I'm also quite partial to imitation meat. If you've had a meal of Linda McCartney's Deep Dish Country Pies, I always think after dinner you can put up a mental sign saying: "No animals were harmed in the making of this meal."

In London there's a string of Chinese, vegetarian, all-you-can-eat restaurants thatcater to the counterfeit meat aficionado. They specialise in a type of Buddhist cuisine in which artificial flesh is fashioned out of tofu, and you can have as much mock curried mince as you like for £5.

There's one near me, in Clerkenwell, that I generally drive to about once a week. The young Chinese staff seem to have little English but several of them have shown great interest in my car; partly it is the make - they have never heard of Alfa Romeo or, indeed, judging by their puzzled response, Italy.

But more than that, it is the colour of my car that attracts them: my 166 is painted in what's called Nuvola Blue, a deleted option, in which a dusting of the mineral mica is added to the paint, giving the surface of the car a coppery sheen which changes depending on how the light catches it.

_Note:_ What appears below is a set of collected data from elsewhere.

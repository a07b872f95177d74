use anyhow::{anyhow, Result};

/// JPEG start-of-image signature bytes.
const JPEG_SIGNATURE: &[u8; 3] = &[0xFF, 0xD8, 0xFF];

/// Standard Annex K luminance quantization table, in raster order.
const STD_LUMA_QUANT: [u16; 64] =
[
	16, 11, 10, 16, 24, 40, 51, 61,
	12, 12, 14, 19, 26, 58, 60, 55,
	14, 13, 16, 24, 40, 57, 69, 56,
	14, 17, 22, 29, 51, 87, 80, 62,
	18, 22, 37, 56, 68, 109, 103, 77,
	24, 35, 55, 64, 81, 104, 113, 92,
	49, 64, 78, 87, 103, 121, 120, 101,
	72, 92, 95, 98, 112, 100, 103, 99,
];

/// Zigzag scan order. Quantization tables are stored in the file in this
/// order; indexing with it converts back to raster order.
const ZIGZAG: [usize; 64] =
[
	0, 1, 8, 16, 9, 2, 3, 10,
	17, 24, 32, 25, 18, 11, 4, 5,
	12, 19, 26, 33, 40, 48, 41, 34,
	27, 20, 13, 6, 7, 14, 21, 28,
	35, 42, 49, 56, 57, 50, 43, 36,
	29, 22, 15, 23, 30, 37, 44, 51,
	58, 59, 52, 45, 38, 31, 39, 46,
	53, 60, 61, 54, 47, 55, 62, 63,
];

/// Checks for the JPEG signature at the start of a byte stream.
pub fn is_jpeg_data(data: &[u8]) -> bool
{
	data.len() >= JPEG_SIGNATURE.len() && &data[..JPEG_SIGNATURE.len()] == JPEG_SIGNATURE
}

/// Estimates the encoding quality (1-100) of a JPEG stream from its
/// luminance quantization table.
///
/// The table values are the Annex K base table scaled by a quality factor;
/// averaging the per-coefficient scale and inverting the scaling formula
/// recovers the quality the encoder was given.
///
/// Returns None if the stream has no readable luminance table.
pub fn estimate_quality(data: &[u8]) -> Option<u32>
{
	let table = find_luma_quant_table(data)?;

	// Mean scale factor relative to the base table, in percent.
	let mut scale_sum: f64 = 0.0;
	for i in 0..64
	{
		scale_sum += (table[i] as f64 * 100.0) / STD_LUMA_QUANT[i] as f64;
	}
	let scale = scale_sum / 64.0;

	// Invert the scaling formula: scale = 5000 / q below 50, 200 - 2q above.
	let quality = if scale <= 100.0
	{
		(200.0 - scale) / 2.0
	}
	else
	{
		5000.0 / scale
	};

	Some(quality.round().clamp(1.0, 100.0) as u32)
}

/// Finds the luminance (table id 0) quantization table in a JPEG stream.
/// Returns the table in raster order.
fn find_luma_quant_table(data: &[u8]) -> Option<[u16; 64]>
{
	if !is_jpeg_data(data)
	{
		return None;
	}

	// Walk the segment list. Every segment starts with a 0xFF marker byte
	// followed by a big-endian payload length that includes the length field.
	let mut pos = 2;
	while pos + 4 <= data.len()
	{
		if data[pos] != 0xFF
		{
			// Not a marker; the stream is damaged.
			return None;
		}

		let marker = data[pos + 1];

		// Standalone markers carry no length field.
		if marker == 0x01 || (0xD0..=0xD7).contains(&marker)
		{
			pos += 2;
			continue;
		}

		// Quantization tables precede the scan; stop once image data starts.
		if marker == 0xDA || marker == 0xD9
		{
			return None;
		}

		let length = u16::from_be_bytes([data[pos + 2], data[pos + 3]]) as usize;
		if length < 2 || pos + 2 + length > data.len()
		{
			return None;
		}

		if marker == 0xDB
		{
			// DQT payload: one or more entries of a precision/id byte
			// followed by 64 table values in zigzag order.
			let end = pos + 2 + length;
			let mut entry = pos + 4;
			while entry < end
			{
				let precision = data[entry] >> 4;
				let id = data[entry] & 0x0F;
				let value_size: usize = if precision == 0 { 1 } else { 2 };
				if entry + 1 + 64 * value_size > end
				{
					return None;
				}

				if id == 0
				{
					let mut table = [0u16; 64];
					for i in 0..64
					{
						let offset = entry + 1 + i * value_size;
						table[ZIGZAG[i]] = if precision == 0
						{
							data[offset] as u16
						}
						else
						{
							u16::from_be_bytes([data[offset], data[offset + 1]])
						};
					}
					return Some(table);
				}

				entry += 1 + 64 * value_size;
			}
		}

		pos += 2 + length;
	}

	None
}

/// Removes ancillary metadata segments from a JPEG stream: application
/// segments other than the JFIF header (EXIF, ICC profiles, thumbnails)
/// and comments. The compressed image data is copied through untouched.
pub fn strip_markers(data: &[u8]) -> Result<Vec<u8>>
{
	if !is_jpeg_data(data)
	{
		return Err(anyhow!("Invalid JPEG signature"));
	}

	let mut result: Vec<u8> = Vec::with_capacity(data.len());
	result.extend_from_slice(&data[..2]);

	let mut pos = 2;
	while pos + 2 <= data.len()
	{
		if data[pos] != 0xFF
		{
			return Err(anyhow!("Invalid JPEG segment marker"));
		}

		let marker = data[pos + 1];

		// Standalone markers have no payload.
		if marker == 0x01 || (0xD0..=0xD7).contains(&marker)
		{
			result.extend_from_slice(&data[pos..pos + 2]);
			pos += 2;
			continue;
		}

		// Start of scan: everything from here on is entropy-coded image data.
		if marker == 0xDA
		{
			result.extend_from_slice(&data[pos..]);
			return Ok(result);
		}

		// End of image; nothing left to filter.
		if marker == 0xD9
		{
			result.extend_from_slice(&data[pos..pos + 2]);
			return Ok(result);
		}

		if pos + 4 > data.len()
		{
			return Err(anyhow!("Truncated JPEG segment"));
		}

		let length = u16::from_be_bytes([data[pos + 2], data[pos + 3]]) as usize;
		if length < 2 || pos + 2 + length > data.len()
		{
			return Err(anyhow!("Invalid JPEG segment length"));
		}

		// Keep the JFIF header so the file stays well formed; drop the other
		// application segments and comments.
		let keep = match marker
		{
			0xE1..=0xEF | 0xFE => false,
			_ => true,
		};

		if keep
		{
			result.extend_from_slice(&data[pos..pos + 2 + length]);
		}

		pos += 2 + length;
	}

	Ok(result)
}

One time, I turned up in a boring Citroën C5 estate which I was reviewing and explained to one of the waitresses who asked where my usual ride was that I also wrote about and reviewed cars for a newspaper, making what I thought was the universal wiggly hand gesture that indicates the process of writing.

I had clearly not been understood, because the next time I visited, another waitress asked if I could explain all about my business of "renting" cars. I suppose if you think about it the hand gesture for writing in a Chinese culture would be some kind of calligraphy mime involving brush-and-paint-pot gestures but I'm not up to that.

It also turned out that the concept of writing about cars, reviewing them and so on, is alien to Chinese culture. According to the staff, there are no car magazines in their country and the only writing about cars is in advertising, so I guess it's no surprise that they were confused about what I do.

In looking at what I've just written, I suddenly realise why the guy who won me last year in The Independent charity auction has not picked up his prize. Somebody paid, I think it was £1,200, for the privilege of going on a test drive with me and having lunch.

I know that the woman who won lunch with my friend Tracey MacLeod (food critic of our Saturday edition) got taken to the Restaurante El Bulli, which is just outside Barcelona.

Perhaps whoever won me was initially expecting something similar, and yet if he's been reading columns such as this over the intervening months, it has slowly dawned on him that, rather than taking a trip to an opulent haute-cuisine destination on the Costa Brava in a Lamborghini Gallardo or suchlike, he is more liable to be going down to the Chinese veg "all-you-can-eat for a fiver" in a seven-year-old Alfa 166 with a dodgy paint job; or if he's really unlucky, a ride in a Citroën C5 estate and a tube of Plumpy Nut for his dinner!